D'Amato G, Oldani V, Donner C F
Division of Respiratory and Allergic Diseases, High Speciality Hospital A. Cardarelli, Naples, Italy.
Monaldi Arch Chest Dis. 2003 Jan-Mar;59(1):25-9.
The immunoglobulin E (IgE) antibody plays a central role in the allergic immune responses. The ability to reduce circulating IgE with a humanized monoclonal antibody (omalizumab) represents a new therapeutic approach for the treatment of IgE-mediated allergic diseases. The use of an anti-IgE antibody in the treatment of asthma was first suggested in preliminary studies in which omalizumab demonstrated efficacy in attenuating both the early- and late-phase bronchial responses to inhaled aeroallergens. Therapy with omalizumab has demonstrated both a significant beneficial effect on a number of measures and a favorable safety profile. It reduces the frequency of asthma exacerbations and the need for inhaled corticosteroids (ICSs), and improves asthma symptoms, lung function, and quality of life. The anti-IgE approach to asthma treatment has several potential advantages, such as the treatment of other concomitant atopic diseases (allergic conjunctivitis and rhinitis, atopic dermatitis, and food allergy) regardless of atopiC of allergic sensitization.
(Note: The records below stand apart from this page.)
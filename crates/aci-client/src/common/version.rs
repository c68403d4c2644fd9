//! API version parsing
//!
//! Versions reported in the `API-Version` header are dotted numbers such as
//! `3.5` or `4.0.2`, occasionally with a pre-release suffix (`4.1-beta1`).
//! Comparison is numeric per component, so `3.10` sorts after `3.5`, and a
//! pre-release sorts below its release: `3.5-beta1` is older than `3.5`.

use crate::error::AciError;
use std::cmp::Ordering;
use std::fmt;
use std::str::FromStr;

/// A parsed, comparable API version
#[derive(Debug, Clone)]
pub struct ApiVersion {
    raw: String,
    /// Numeric components with trailing zeros removed
    parts: Vec<u64>,
    /// Pre-release tag such as "beta1" or "rc2"
    pre: Option<String>,
}

impl ApiVersion {
    pub fn parse(raw: &str) -> Result<Self, AciError> {
        let trimmed = raw.trim();
        let trimmed = trimmed.strip_prefix(['v', 'V']).unwrap_or(trimmed);

        // Build metadata ("+local") does not take part in ordering
        let release = trimmed.split('+').next().unwrap_or_default();

        let mut parts = Vec::new();
        let mut pre = None;
        for component in release.split('.') {
            let digits: String = component.chars().take_while(char::is_ascii_digit).collect();
            if digits.is_empty() {
                break;
            }
            let value = digits
                .parse::<u64>()
                .map_err(|_| AciError::VersionParse(raw.to_string()))?;
            parts.push(value);
            // "4.1-beta1.2": nothing after a suffixed component is numeric release data
            if digits.len() != component.len() {
                let tag = component[digits.len()..].trim_start_matches(['-', '_', '.']);
                pre = Some(tag.to_ascii_lowercase()).filter(|tag| !tag.is_empty());
                break;
            }
        }

        if parts.is_empty() {
            return Err(AciError::VersionParse(raw.to_string()));
        }
        while parts.len() > 1 && parts.last() == Some(&0) {
            parts.pop();
        }

        Ok(Self {
            raw: raw.to_string(),
            parts,
            pre,
        })
    }

    pub fn as_str(&self) -> &str {
        &self.raw
    }

    pub fn is_prerelease(&self) -> bool {
        self.pre.is_some()
    }
}

impl FromStr for ApiVersion {
    type Err = AciError;

    fn from_str(s: &str) -> Result<Self, Self::Err> {
        Self::parse(s)
    }
}

impl PartialEq for ApiVersion {
    fn eq(&self, other: &Self) -> bool {
        self.cmp(other) == Ordering::Equal
    }
}

impl Eq for ApiVersion {}

impl PartialOrd for ApiVersion {
    fn partial_cmp(&self, other: &Self) -> Option<Ordering> {
        Some(self.cmp(other))
    }
}

impl Ord for ApiVersion {
    fn cmp(&self, other: &Self) -> Ordering {
        self.parts.cmp(&other.parts).then_with(|| match (&self.pre, &other.pre) {
            (None, None) => Ordering::Equal,
            (None, Some(_)) => Ordering::Greater,
            (Some(_), None) => Ordering::Less,
            (Some(a), Some(b)) => a.cmp(b),
        })
    }
}

impl fmt::Display for ApiVersion {
    fn fmt(&self, f: &mut fmt::Formatter<'_>) -> fmt::Result {
        f.write_str(&self.raw)
    }
}
#[cfg(test)]
mod tests {
    use super::*;
    use crate::mock::MockSession;
    use futures::StreamExt;
    use serde_json::json;
    use std::time::Duration;

    const BASE: &str = "http://aci/api/dcim/devices/";

    fn device(i: u64) -> Value {
        json!({"id": i, "url": format!("{BASE}{i}/"), "name": format!("leaf{i}")})
    }

    fn page(range: std::ops::Range<u64>, count: u64, next: Option<String>) -> Value {
        json!({
            "count": count,
            "next": next,
            "previous": null,
            "results": range.map(device).collect::<Vec<_>>(),
        })
    }

    fn ids(values: &[Value]) -> Vec<u64> {
        values.iter().map(|v| v["id"].as_u64().unwrap()).collect()
    }

    fn request(session: &MockSession) -> Request {
        Request::new(BASE, Arc::new(session.clone()))
    }

    async fn collect(request: &Request) -> Result<Vec<Value>, AciError> {
        request.get(None).try_collect().await
    }

    #[test]
    fn test_normalize_url_is_idempotent() {
        let once = Request::normalize_url("http://aci/api");
        assert_eq!(once, "http://aci/api/");
        assert_eq!(Request::normalize_url(&once), once);
    }

    #[test]
    fn test_key_selects_detail_route() {
        let session = MockSession::new();
        let request = Request::new("http://aci/api/dcim/devices", Arc::new(session)).with_key(7);
        assert_eq!(request.url(), "http://aci/api/dcim/devices/7/");
        assert_eq!(request.key(), Some("7"));
    }

    #[tokio::test]
    async fn test_sequential_pagination_normalizes_first_follow_up() {
        let session = MockSession::new();
        session.respond_json(
            Method::Get,
            BASE,
            200,
            page(0..10, 25, Some(format!("{BASE}?limit=10&offset=10"))),
        );
        // First follow-up asks for everything remaining in one window
        session.respond_json(
            Method::Get,
            &format!("{BASE}?limit=25&offset=10"),
            200,
            page(10..25, 25, None),
        );

        let items = collect(&request(&session)).await.unwrap();
        assert_eq!(ids(&items), (0..25).collect::<Vec<_>>());
        assert_eq!(session.call_count(), 2);
    }

    #[tokio::test]
    async fn test_sequential_pagination_follows_next_verbatim_after_first_run() {
        let session = MockSession::new();
        session.respond_json(
            Method::Get,
            &format!("{BASE}?limit=10"),
            200,
            page(0..10, 25, Some(format!("{BASE}?limit=10&offset=10"))),
        );
        session.respond_json(
            Method::Get,
            &format!("{BASE}?limit=10&offset=10"),
            200,
            page(10..20, 25, Some(format!("{BASE}?limit=10&offset=20&cursor=abc"))),
        );
        session.respond_json(
            Method::Get,
            &format!("{BASE}?limit=10&offset=20&cursor=abc"),
            200,
            page(20..25, 25, None),
        );

        let items = collect(&request(&session).with_limit(Some(10))).await.unwrap();
        assert_eq!(ids(&items), (0..25).collect::<Vec<_>>());
        assert_eq!(session.call_count(), 3);
    }

    #[tokio::test]
    async fn test_concurrent_pagination_preserves_offset_order() {
        let session = MockSession::new();
        session.respond_json(
            Method::Get,
            BASE,
            200,
            page(0..10, 25, Some(format!("{BASE}?limit=10&offset=10"))),
        );
        // The earlier page completes last
        session.respond_with_delay(
            Method::Get,
            &format!("{BASE}?limit=10&offset=10"),
            HttpResponse::json_body(200, &page(10..20, 25, None)),
            Duration::from_millis(50),
        );
        session.respond_json(
            Method::Get,
            &format!("{BASE}?limit=10&offset=20"),
            200,
            page(20..25, 25, None),
        );

        let items = collect(&request(&session).with_threading(true, 4)).await.unwrap();
        assert_eq!(ids(&items), (0..25).collect::<Vec<_>>());
        assert_eq!(session.call_count(), 3);
    }

    #[tokio::test]
    async fn test_concurrent_pagination_with_one_page_left_follows_next() {
        let session = MockSession::new();
        session.respond_json(
            Method::Get,
            BASE,
            200,
            page(0..10, 15, Some(format!("{BASE}?page=2"))),
        );
        session.respond_json(Method::Get, &format!("{BASE}?page=2"), 200, page(10..15, 15, None));

        let items = collect(&request(&session).with_threading(true, 4)).await.unwrap();
        assert_eq!(ids(&items), (0..15).collect::<Vec<_>>());
        assert_eq!(session.calls()[1].full_url(), format!("{BASE}?page=2"));
    }

    #[tokio::test]
    async fn test_concurrent_page_failure_aborts_whole_get() {
        let session = MockSession::new();
        session.respond_json(
            Method::Get,
            BASE,
            200,
            page(0..10, 30, Some(format!("{BASE}?limit=10&offset=10"))),
        );
        session.respond_json(
            Method::Get,
            &format!("{BASE}?limit=10&offset=10"),
            200,
            page(10..20, 30, None),
        );
        session.respond(
            Method::Get,
            &format!("{BASE}?limit=10&offset=20"),
            HttpResponse::new(500, "boom"),
        );

        let mut stream = Box::pin(request(&session).with_threading(true, 2).get(None));
        let first = stream.next().await.unwrap();
        match first {
            Err(AciError::RequestFailure(failure)) => assert_eq!(failure.status, 500),
            other => panic!("expected the page failure before any item, got {other:?}"),
        }
    }

    #[tokio::test]
    async fn test_concurrent_page_failure_does_not_wait_for_slow_pages() {
        let session = MockSession::new();
        let second = format!("{BASE}?limit=10&offset=10");
        let third = format!("{BASE}?limit=10&offset=20");
        session.respond_json(Method::Get, BASE, 200, page(0..10, 30, Some(second.clone())));
        session.respond_with_delay(
            Method::Get,
            &second,
            HttpResponse::json_body(200, &page(10..20, 30, None)),
            Duration::from_secs(30),
        );
        session.respond(Method::Get, &third, HttpResponse::new(502, "bad gateway"));

        let request = request(&session).with_threading(true, 2);
        let mut stream = Box::pin(request.get(None));
        let first = tokio::time::timeout(Duration::from_secs(5), stream.next())
            .await
            .expect("failure should surface before the slow page completes");
        match first {
            Some(Err(AciError::RequestFailure(failure))) => assert_eq!(failure.status, 502),
            other => panic!("expected the page failure, got {other:?}"),
        }
    }

    #[tokio::test]
    async fn test_single_page_passthrough() {
        let session = MockSession::new();
        session.respond_json(Method::Get, BASE, 200, page(0..7, 7, None));

        for threading in [false, true] {
            let items = collect(&request(&session).with_threading(threading, 4)).await.unwrap();
            assert_eq!(items.len(), 7);
        }
        assert_eq!(session.call_count(), 2);
    }

    #[tokio::test]
    async fn test_explicit_offset_pins_one_page() {
        let session = MockSession::new();
        session.respond_json(
            Method::Get,
            &format!("{BASE}?limit=10&offset=10"),
            200,
            page(10..20, 25, Some(format!("{BASE}?limit=10&offset=20"))),
        );

        let request = request(&session).with_limit(Some(10)).with_offset(Some(10));
        let items = collect(&request).await.unwrap();
        assert_eq!(ids(&items), (10..20).collect::<Vec<_>>());
        assert_eq!(session.call_count(), 1);
    }

    #[tokio::test]
    async fn test_bare_object_and_bare_list() {
        let session = MockSession::new();
        session.respond_json(Method::Get, &format!("{BASE}3/"), 200, device(3));
        session.respond_json(
            Method::Get,
            &format!("{BASE}3/interfaces/"),
            200,
            json!([device(1), device(2)]),
        );

        let single = collect(&request(&session).with_key(3)).await.unwrap();
        assert_eq!(ids(&single), vec![3]);

        let list = Request::new(&format!("{BASE}3/interfaces"), Arc::new(session.clone()));
        assert_eq!(ids(&collect(&list).await.unwrap()), vec![1, 2]);
    }

    #[tokio::test]
    async fn test_stream_is_lazy() {
        let session = MockSession::new();
        session.respond_json(
            Method::Get,
            BASE,
            200,
            page(0..2, 4, Some(format!("{BASE}?offset=2"))),
        );
        session.respond_json(
            Method::Get,
            &format!("{BASE}?limit=4&offset=2"),
            200,
            page(2..4, 4, None),
        );

        let request = request(&session);
        let stream = request.get(None);
        assert_eq!(session.call_count(), 0);

        let mut stream = Box::pin(stream);
        stream.next().await.unwrap().unwrap();
        stream.next().await.unwrap().unwrap();
        assert_eq!(session.call_count(), 1);

        stream.next().await.unwrap().unwrap();
        assert_eq!(session.call_count(), 2);
    }

    #[tokio::test]
    async fn test_filters_and_auth_header_sent() {
        let session = MockSession::new();
        session.respond_json(
            Method::Get,
            &format!("{BASE}?site=dc1&limit=5"),
            200,
            page(0..1, 1, None),
        );

        let request = request(&session)
            .with_filters(vec![("site".to_string(), "dc1".to_string())])
            .with_limit(Some(5))
            .with_token(Some("s3cret".to_string()));
        collect(&request).await.unwrap();

        let call = &session.calls()[0];
        assert_eq!(call.header("authorization"), Some("Token s3cret"));
        assert_eq!(call.header("accept"), Some("application/json"));
    }

    #[tokio::test]
    async fn test_conflict_only_signalled_on_create() {
        let session = MockSession::new();
        session.respond_json(Method::Post, BASE, 409, json!({"detail": "pool exhausted"}));
        session.respond_json(Method::Get, BASE, 409, json!({"detail": "conflict"}));

        let request = request(&session);
        let post = request.post(&json!({"name": "leaf9"})).await;
        assert!(matches!(post, Err(AciError::AllocationConflict(_))));

        let get = collect(&request).await;
        assert!(matches!(get, Err(AciError::RequestFailure(_))));
    }

    #[tokio::test]
    async fn test_not_found_and_malformed_bodies() {
        let session = MockSession::new();
        session.respond(
            Method::Get,
            &format!("{BASE}99/"),
            HttpResponse::new(404, "<html>gone</html>"),
        );
        session.respond(
            Method::Get,
            &format!("{BASE}1/"),
            HttpResponse::new(200, "<html>login</html>"),
        );

        let err = collect(&request(&session).with_key(99)).await.unwrap_err();
        assert_eq!(err.to_string(), format!("resource not found at {BASE}99/"));

        let err = collect(&request(&session).with_key(1)).await.unwrap_err();
        assert!(matches!(err, AciError::MalformedResponse { status: 200, .. }));
    }

    #[tokio::test]
    async fn test_mutations_return_decoded_bodies() {
        let session = MockSession::new();
        session.respond_json(Method::Post, BASE, 201, device(30));
        session.respond_json(Method::Put, &format!("{BASE}30/"), 200, device(30));
        session.respond_json(
            Method::Patch,
            &format!("{BASE}30/"),
            200,
            json!({"id": 30, "name": "renamed"}),
        );
        session.respond(Method::Delete, &format!("{BASE}30/"), HttpResponse::new(204, ""));

        let created = request(&session).post(&json!({"name": "leaf30"})).await.unwrap();
        assert_eq!(created["id"], 30);

        let detail = request(&session).with_key(30);
        assert_eq!(detail.put(&device(30)).await.unwrap()["name"], "leaf30");
        assert_eq!(detail.patch(&json!({"name": "renamed"})).await.unwrap()["name"], "renamed");
        assert!(detail.delete(None).await.unwrap());

        let calls = session.calls();
        assert_eq!(calls[0].header("content-type"), Some("application/json"));
        assert_eq!(calls[0].body, Some(json!({"name": "leaf30"})));
        assert_eq!(calls[3].body, None);
    }

    #[tokio::test]
    async fn test_version_header_and_forbidden_root() {
        let session = MockSession::new();
        session.respond(
            Method::Get,
            "http://aci/api/",
            HttpResponse::new(403, "").with_header("API-Version", "3.6"),
        );
        let root = Request::new("http://aci/api", Arc::new(session.clone()));
        assert_eq!(root.get_version().await.unwrap(), "3.6");

        let session = MockSession::new();
        session.respond_json(Method::Get, "http://aci/api/", 200, json!({}));
        let root = Request::new("http://aci/api", Arc::new(session.clone()));
        assert_eq!(root.get_version().await.unwrap(), "");

        let session = MockSession::new();
        session.respond(Method::Get, "http://aci/api/", HttpResponse::new(500, "down"));
        let root = Request::new("http://aci/api", Arc::new(session.clone()));
        assert!(matches!(root.get_version().await, Err(AciError::RequestFailure(_))));
    }

    #[tokio::test]
    async fn test_openapi_route_follows_version() {
        for (version, url) in [
            ("3.4", "http://aci/api/docs/?format=openapi"),
            ("3.5-beta1", "http://aci/api/docs/?format=openapi"),
            ("3.5", "http://aci/api/schema/"),
            ("3.10", "http://aci/api/schema/"),
        ] {
            let session = MockSession::new();
            session.respond(
                Method::Get,
                "http://aci/api/",
                HttpResponse::json_body(200, &json!({})).with_header("API-Version", version),
            );
            session.respond_json(Method::Get, url, 200, json!({"openapi": "3.0.3", "paths": {}}));

            let root = Request::new("http://aci/api/", Arc::new(session.clone()));
            let document = root.get_openapi().await.unwrap();
            assert_eq!(document["openapi"], "3.0.3", "version {version}");
            assert_eq!(session.calls()[1].full_url(), url);
        }
    }

    #[tokio::test]
    async fn test_openapi_requires_a_version() {
        let session = MockSession::new();
        session.respond_json(Method::Get, "http://aci/api/", 200, json!({}));
        let root = Request::new("http://aci/api/", Arc::new(session));
        assert!(matches!(root.get_openapi().await, Err(AciError::VersionParse(_))));
    }

    #[tokio::test]
    async fn test_count_uses_brief_single_item_page() {
        let session = MockSession::new();
        session.respond_json(
            Method::Get,
            &format!("{BASE}?site=dc1&limit=1&brief=1"),
            200,
            page(0..1, 42, None),
        );

        let request = request(&session).with_filters(vec![("site".to_string(), "dc1".to_string())]);
        assert_eq!(request.get_count().await.unwrap(), 42);
    }
}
免疫球蛋白E(IgE)抗体在过敏性免疫反应中起核心作用。用人源化单克隆抗体(奥马珠单抗)降低循环IgE的能力代表了一种治疗IgE介导的过敏性疾病的新方法。在初步研究中首次提出使用抗IgE抗体治疗哮喘,其中奥马珠单抗在减轻对吸入性气传变应原的早期和晚期支气管反应方面显示出疗效。奥马珠单抗治疗已显示出对多种指标有显著有益效果且安全性良好。它降低了哮喘发作的频率以及对吸入性糖皮质激素(ICS)的需求,并改善了哮喘症状、肺功能和生活质量。抗IgE治疗哮喘的方法有几个潜在优势,例如治疗其他伴随的特应性疾病(过敏性结膜炎和鼻炎、特应性皮炎和食物过敏),而不论过敏致敏的特应性如何。